虽然这样想着,薛梨还是穿过马路,走进了一家校园精品店,挑了一个usb的小风扇,可以搁在桌上对脸吹,风力还挺强劲。
她没剩多少钱了,小风扇几十块,算巨资了,薛梨还是咬咬牙,买了下来。
虽然夏天快要结束了,但现在也还热着呢…
他要是热死了,谁给她发生活补贴啊。
但薛梨也不想当面送礼物,趁着男人出门的间隙,溜进了修理店,将usb小风扇搁在桌上,贴了一张便利贴,用笔写了几个字——
“陈西泽,送给你。”
落款的时候,薛梨想着,还是不要让他知道是自己送的吧,怪不好意思的。
她索性落款就写:活雷锋。
但是转念一想,凭他俩的关系,这一猜就猜出来是他了。
薛梨杠掉了“活雷锋”三个字,在下面重新写道——
“一个暗恋你的超级大美女”
反正学校那么多喜欢他的女孩,这落款合情合理,有理有据。
薛梨写好了便利贴,贴在小风扇上,拎着书包溜达着出了门,没曾想一推开门,便跟陈西泽撞了个正着。
她脑袋嗑在了他胸口处,硬邦邦的,撞得生疼。
“哎!草!”
陈西泽兜住了她,揪着小姑娘的衣领:“草什么?”
“啊没有!”
“我有没有说过,不许爆粗口。”
“你管的真多呀。”
“别人我懒得管。”陈西泽松开了她,“在这里做什么?”
“我…我路过,进去溜达一圈,没事儿,拜拜!”
薛梨说完,拔腿就跑。
真是的,刚刚明明看见他进了洗手间。
男生上厕所都这么快吗,洗手了没啊!
正在心里默默吐槽着,忽然,薛梨猛地刹住车。
完了,那张纸条!
待她上气不接下气的跑回修理店,陈西泽正拎着小风扇,怼脸吹风,风吹得他的刘海向上飞了起来,露出饱满又挺阔的额头。
见薛梨进屋,陈西泽眼皮懒散地撩起来:“还有事?”
“那个什么,那…那那不是我送的。”
“嗯?”
“我刚刚看一个大美女进来,她送的,还给你留了张纸条。”
“你特意回来跟我说这个?”
“昂,对对,我怕你误会。”薛梨干巴巴地笑着,“没事,解释清楚就好了。”
陈西泽伸出颀长的指尖,漫不经心地指了指屋顶角落:“猫,知道那是什么?”
薛梨看到那玩意儿都快哭出来了:“据我有限的经验和它的形状判断,应该是个摄像头。”
“嗯,所以,实话是…?”
“是…是我送的。”
薛梨脸颊红透了,感觉自己像个被刑讯逼供的犯人似的,“但我不是故意的。”
“那字条,也不是故意写的?”
“我跟你开玩笑来着。”薛梨撇着嘴,耍赖道,“你干什么嘛,我好心好意的,你拿我当犯人审。”

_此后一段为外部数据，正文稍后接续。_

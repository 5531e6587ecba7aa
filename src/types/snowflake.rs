use std::fmt;

use serde::{Deserialize, Serialize};

/// An opaque 64-bit identifier handed out by the server.
///
/// Snowflakes identify channels, guilds, users and most other entities.
/// The zero value is the sentinel for "unset"; endpoint bindings use it to
/// reject requests that were never given a real identifier.
#[derive(
    Debug, Default, Clone, Copy, PartialEq, Eq, Hash, PartialOrd, Ord, Serialize, Deserialize,
)]
#[serde(transparent)]
pub struct Snowflake(u64);

impl Snowflake {
    /// The "unset" sentinel.
    pub const UNSET: Snowflake = Snowflake(0);

    /// Whether this snowflake still carries the unset sentinel.
    #[must_use]
    pub const fn is_unset(self) -> bool {
        self.0 == 0
    }
}

impl From<u64> for Snowflake {
    fn from(id: u64) -> Self {
        Self(id)
    }
}

impl From<Snowflake> for u64 {
    fn from(id: Snowflake) -> Self {
        id.0
    }
}

impl fmt::Display for Snowflake {
    fn fmt(&self, f: &mut fmt::Formatter<'_>) -> fmt::Result {
        write!(f, "{}", self.0)
    }
}
//! Keyed bucket storage for one resource class.

use std::collections::HashMap;
use std::sync::{Arc, RwLock};

use super::bucket::{Bucket, LocalKey};
use crate::types::Snowflake;

/// Buckets of one resource class, keyed by major parameter and
/// endpoint-family label.
///
/// Lookups take the read lock; inserts and consolidation take the write
/// lock. The secondary `server_keys` index exists only so consolidation can
/// find the bucket that first claimed a server-disclosed key.
#[derive(Debug, Default)]
pub(crate) struct BucketGroup {
    inner: RwLock<Inner>,
}

#[derive(Debug, Default)]
struct Inner {
    routes: HashMap<Snowflake, HashMap<LocalKey, Arc<Bucket>>>,
    server_keys: HashMap<Snowflake, HashMap<String, Arc<Bucket>>>,
}

impl BucketGroup {
    pub(crate) fn get(&self, major_id: Snowflake, key: &LocalKey) -> Option<Arc<Bucket>> {
        let inner = self.inner.read().expect("bucket group lock poisoned");
        inner.routes.get(&major_id)?.get(key).cloned()
    }

    /// Insert the bucket produced by `build` unless a concurrent insert won
    /// the race; returns the routed bucket and whether it pre-existed.
    pub(crate) fn insert_if_absent(
        &self,
        major_id: Snowflake,
        key: &LocalKey,
        build: impl FnOnce() -> Arc<Bucket>,
    ) -> (Arc<Bucket>, bool) {
        let mut inner = self.inner.write().expect("bucket group lock poisoned");
        let slot = inner.routes.entry(major_id).or_default();
        if let Some(existing) = slot.get(key) {
            return (Arc::clone(existing), true);
        }
        let bucket = build();
        slot.insert(key.clone(), Arc::clone(&bucket));
        (bucket, false)
    }

    /// Merge the bucket into the one that already owns its server key.
    ///
    /// The first bucket to present a server key claims it. A later bucket
    /// with the same key donates its local keys to the claimant, has its
    /// routes repointed, and is tombstoned; callers still holding it
    /// converge on the claimant at their next routing lookup. Consolidating
    /// the claimant itself, or a bucket without a server key, is a no-op.
    pub(crate) fn consolidate(&self, major_id: Snowflake, bucket: &Arc<Bucket>) {
        let server_key = bucket.server_key();
        if server_key.is_empty() {
            return;
        }

        let mut inner = self.inner.write().expect("bucket group lock poisoned");
        let claimant = inner
            .server_keys
            .entry(major_id)
            .or_default()
            .get(&server_key)
            .cloned();
        match claimant {
            Some(claimant) if Arc::ptr_eq(&claimant, bucket) => {}
            Some(claimant) => {
                let routes = inner.routes.entry(major_id).or_default();
                for key in bucket.local_keys() {
                    claimant.add_local_key(key.clone());
                    routes.insert(key, Arc::clone(&claimant));
                }
                bucket.mark_invalid();
            }
            None => {
                inner
                    .server_keys
                    .entry(major_id)
                    .or_default()
                    .insert(server_key, Arc::clone(bucket));
            }
        }
    }
}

“我没有审,是你自己太紧张了。”陈西泽将便利贴贴在了墙上,意味深长道,“还真敢写,薛大美女。”
“不识好人心,不送了!”薛梨走过去,夺过了usb小风扇,“我自己用,宿舍还热着呢!”
下一秒,陈西泽蓦地握住了女孩纤细的手腕,狭长幽深的眸子扫着她,如旋涡般,似要将她吸进去。
“暗恋我啊,猫。”
“我暗恋你个鬼啊!逗你玩嘛!”
“觉得我很好开玩笑吗?”
感受到陈西泽眼神的转冷,薛梨似乎也觉得自己的玩笑开得有点过分了,忐忑地望着他:“我…我以后不瞎写了。”
陈西泽没再计较,松开了她,坐回了工作位上,拿着螺丝笔继续拆解一个黑色的iphone手机。
薛梨走过去,将小风扇转向了他:“陈西泽,我走了哦。”
“站住。”男人头也没抬,却叫住了她——
“陪我一会儿,请你吃饭。”


第18章 低头
军训结业大会在早上七点拉开帷幕,操场上是一片迷彩绿的海洋。
同学们兴奋又昂扬,为期大半个月早睡早起的严酷军训,终于要结束了,他们开心得要疯了。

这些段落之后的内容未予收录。